# EXERCISE INSTRUCTIONS:
When "RenderAttachment" occurs in a line of the material, copy that line.

*** Begin section ***

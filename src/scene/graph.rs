//! In-memory simulation scene used as a recording source.

use std::collections::BTreeMap;

use super::{LiveInstance, NodeId, SceneProvider};
use crate::replay::{Reference, ReplayError};
use crate::schema::{AssetInfo, RenderInstanceId, Transform, Vec3};

/// Visual attachment that turns a node into a render instance.
#[derive(Debug, Clone, PartialEq)]
pub struct RenderAttachment {
    pub asset: AssetInfo,
    pub scale: Option<Vec3>,
    pub semantic_id: Option<u32>,
    pub light_setup_key: Option<String>,
}

/// A node of the scene graph.
#[derive(Debug, Clone, PartialEq)]
pub struct SceneNode {
    pub transform: Transform,
    /// `None` for plain nodes such as agents or sensors.
    pub render: Option<RenderAttachment>,
}

/// Flat scene graph keyed by stable node ids.
///
/// Node ids are allocated monotonically and never reused, and a render
/// node's [`RenderInstanceId`] equals its node id.
///
/// ```ignore
/// let mut scene = SceneGraph::new();
/// let agent = scene.add_node(Transform::IDENTITY);
/// let crate_node = scene.add_render_instance(AssetInfo::from_path("crate.glb"), Transform::IDENTITY);
/// scene.set_transform(crate_node, moved)?;
/// ```
#[derive(Debug, Default)]
pub struct SceneGraph {
    nodes: BTreeMap<NodeId, SceneNode>,
    next_id: u64,
}

impl SceneGraph {
    pub fn new() -> Self {
        Self::default()
    }

    fn insert(&mut self, node: SceneNode) -> NodeId {
        let id = NodeId(self.next_id);
        self.next_id += 1;
        self.nodes.insert(id, node);
        id
    }

    /// Add a node without visuals.
    pub fn add_node(&mut self, transform: Transform) -> NodeId {
        self.insert(SceneNode {
            transform,
            render: None,
        })
    }

    /// Add a node rendered with `asset`.
    pub fn add_render_instance(&mut self, asset: AssetInfo, transform: Transform) -> NodeId {
        self.add_render_node(
            RenderAttachment {
                asset,
                scale: None,
                semantic_id: None,
                light_setup_key: None,
            },
            transform,
        )
    }

    /// Add a node with a fully specified render attachment.
    pub fn add_render_node(&mut self, render: RenderAttachment, transform: Transform) -> NodeId {
        self.insert(SceneNode {
            transform,
            render: Some(render),
        })
    }

    pub fn node(&self, id: NodeId) -> Option<&SceneNode> {
        self.nodes.get(&id)
    }

    fn node_mut(&mut self, id: NodeId) -> Result<&mut SceneNode, ReplayError> {
        self.nodes
            .get_mut(&id)
            .ok_or(ReplayError::InvalidReference(Reference::Node(id)))
    }

    pub fn set_transform(&mut self, id: NodeId, transform: Transform) -> Result<(), ReplayError> {
        self.node_mut(id)?.transform = transform;
        Ok(())
    }

    /// Set the semantic id of a render node. Plain nodes are rejected.
    pub fn set_semantic_id(&mut self, id: NodeId, semantic_id: Option<u32>) -> Result<(), ReplayError> {
        match self.node_mut(id)?.render.as_mut() {
            Some(render) => {
                render.semantic_id = semantic_id;
                Ok(())
            }
            None => Err(ReplayError::InvalidReference(Reference::Node(id))),
        }
    }

    /// Remove a node from the scene.
    pub fn remove(&mut self, id: NodeId) -> Result<SceneNode, ReplayError> {
        self.nodes
            .remove(&id)
            .ok_or(ReplayError::InvalidReference(Reference::Node(id)))
    }

    /// Render instance id of a node.
    pub fn instance_id(id: NodeId) -> RenderInstanceId {
        RenderInstanceId(id.0)
    }

    pub fn len(&self) -> usize {
        self.nodes.len()
    }

    pub fn is_empty(&self) -> bool {
        self.nodes.is_empty()
    }
}

impl SceneProvider for SceneGraph {
    fn live_instances(&self) -> Vec<LiveInstance> {
        self.nodes
            .iter()
            .filter_map(|(&id, node)| {
                node.render.as_ref().map(|render| LiveInstance {
                    instance: Self::instance_id(id),
                    asset: render.asset.clone(),
                    transform: node.transform,
                    scale: render.scale,
                    semantic_id: render.semantic_id,
                    light_setup_key: render.light_setup_key.clone(),
                })
            })
            .collect()
    }

    fn node_transform(&self, node: NodeId) -> Option<Transform> {
        self.nodes.get(&node).map(|n| n.transform)
    }
}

*** End section ***

# EXPECTED ANSWER:
pub struct RenderAttachment {
    pub render: Option<RenderAttachment>,
            RenderAttachment {
    pub fn add_render_node(&mut self, render: RenderAttachment, transform: Transform) -> NodeId {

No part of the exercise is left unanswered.